Highly efficient lead-free solar cell using perovskite and chalcogenide materials

Abstract

This study achieves a high-performance, non-toxic solar cell based on a new perovskite/chalcogenide hybrid dual absorber configuration using MASnBr₃ and AgInSe₂. The proposed structure, FTO/TiO₂/AgInSe₂/MASnBr₃/Gra-phene/CNTS, leverages the complementary bandgaps of AgInSe₂ (1.19 eV), a chalcogenide thin-film absorber, and MASnBr₃ (1.3 eV), a lead-free perovskite, to enhance spectral absorption across the visible to near-IR spectrum. A total of 56 ETL/HTL combinations were evaluated, with TiO${}_2$ and CNTS identified as optimal based on both device performance metrics and energy band alignment analysis using band edge alignment parameters. Incorporating a graphene interfacial layer between MASnBr₃ and CNTS reduced interfacial recombination and improved carrier transport dynamics. Furthermore, layer thicknesses, doping and defect densities were systematically optimized, followed by analysis of temperature and resistive losses for practical viability.
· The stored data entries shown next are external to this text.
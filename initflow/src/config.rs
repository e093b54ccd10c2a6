//! Orchestrator configuration.

use crate::errors::InitflowError;
use serde::{Deserialize, Serialize};
use std::str::FromStr;
use tracing::Level;

/// Configuration for an [`Orchestrator`](crate::orchestrator::Orchestrator).
#[derive(Debug, Clone, PartialEq, Eq, Serialize, Deserialize)]
#[serde(default)]
pub struct OrchestratorConfig {
    /// Domain label, also used as the store name.
    pub name: String,
    /// Sever dependency cycles and run the affected nodes anyway.
    pub break_cycles: bool,
    /// Reload Stale dependents after a successful reload.
    pub cascade_reloads: bool,
    /// Level of an auto-attached event logger; `None` attaches nothing.
    pub event_log_level: Option<String>,
    /// Warn when staged execution leaves nodes outside every stage.
    pub warn_unstaged_nodes: bool,
}

impl Default for OrchestratorConfig {
    fn default() -> Self {
        Self {
            name: "default".to_string(),
            break_cycles: true,
            cascade_reloads: true,
            event_log_level: None,
            warn_unstaged_nodes: true,
        }
    }
}

impl OrchestratorConfig {
    /// Creates a default config.
    #[must_use]
    pub fn new() -> Self {
        Self::default()
    }

    /// Parses a config from JSON. Missing fields take their defaults.
    pub fn from_json(json: &str) -> Result<Self, InitflowError> {
        let config: Self = serde_json::from_str(json)?;
        config.event_level()?;
        Ok(config)
    }

    /// Sets the domain label.
    #[must_use]
    pub fn with_name(mut self, name: impl Into<String>) -> Self {
        self.name = name.into();
        self
    }

    /// Enables or disables cycle breaking.
    #[must_use]
    pub fn with_break_cycles(mut self, enabled: bool) -> Self {
        self.break_cycles = enabled;
        self
    }

    /// Enables or disables reload cascades.
    #[must_use]
    pub fn with_cascade_reloads(mut self, enabled: bool) -> Self {
        self.cascade_reloads = enabled;
        self
    }

    /// Attaches an event logger at `level`.
    #[must_use]
    pub fn with_event_log_level(mut self, level: Level) -> Self {
        self.event_log_level = Some(level.to_string());
        self
    }

    /// Enables or disables the unstaged-node warning.
    #[must_use]
    pub fn with_warn_unstaged_nodes(mut self, enabled: bool) -> Self {
        self.warn_unstaged_nodes = enabled;
        self
    }

    /// Returns the parsed event log level.
    pub fn event_level(&self) -> Result<Option<Level>, InitflowError> {
        self.event_log_level
            .as_deref()
            .map(|raw| {
                Level::from_str(raw)
                    .map_err(|_| InitflowError::Config(format!("invalid event_log_level '{raw}'")))
            })
            .transpose()
    }
}

#[cfg(test)]
mod tests {
    use super::*;
    use pretty_assertions::assert_eq;

    #[test]
    fn test_defaults() {
        let config = OrchestratorConfig::default();
        assert_eq!(config.name, "default");
        assert!(config.break_cycles);
        assert!(config.cascade_reloads);
        assert!(config.warn_unstaged_nodes);
        assert_eq!(config.event_log_level, None);
    }

    #[test]
    fn test_builder() {
        let config = OrchestratorConfig::new()
            .with_name("client")
            .with_cascade_reloads(false)
            .with_event_log_level(Level::DEBUG);
        assert_eq!(config.name, "client");
        assert!(!config.cascade_reloads);
        assert_eq!(config.event_level().unwrap(), Some(Level::DEBUG));
    }

    #[test]
    fn test_from_json_fills_defaults() {
        let config =
            OrchestratorConfig::from_json(r#"{"name": "server", "break_cycles": false}"#).unwrap();
        assert_eq!(config.name, "server");
        assert!(!config.break_cycles);
        assert!(config.cascade_reloads);
    }

    #[test]
    fn test_from_json_rejects_bad_level() {
        let err = OrchestratorConfig::from_json(r#"{"event_log_level": "loud"}"#).unwrap_err();
        assert!(matches!(err, InitflowError::Config(_)));
    }

    #[test]
    fn test_from_json_rejects_bad_json() {
        let err = OrchestratorConfig::from_json("{").unwrap_err();
        assert!(matches!(err, InitflowError::Serialization(_)));
    }

    #[test]
    fn test_serialization_roundtrip() {
        let config = OrchestratorConfig::new().with_name("x");
        let json = serde_json::to_string(&config).unwrap();
        assert_eq!(OrchestratorConfig::from_json(&json).unwrap(), config);
    }
}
The proposed optimized device architecture gained a PCE of 37.78%, with $V_{OC}$ of 1.15 V, $J_{SC}$ of 39.07 mA/cm², and FF of 84.31%. Quantum efficiency analysis revealed that the AgInSe₂ absorber extends the spectral response up to 1100 nm, maintaining QE above 90% across a broad range. This indicates efficient carrier collection, low recombination, and enhanced photocurrent generation. The optimized dual-absorber architecture demonstrates excellent potential for next-generation, high efficiency, environmentally friendly, lead-free perovskite solar cells.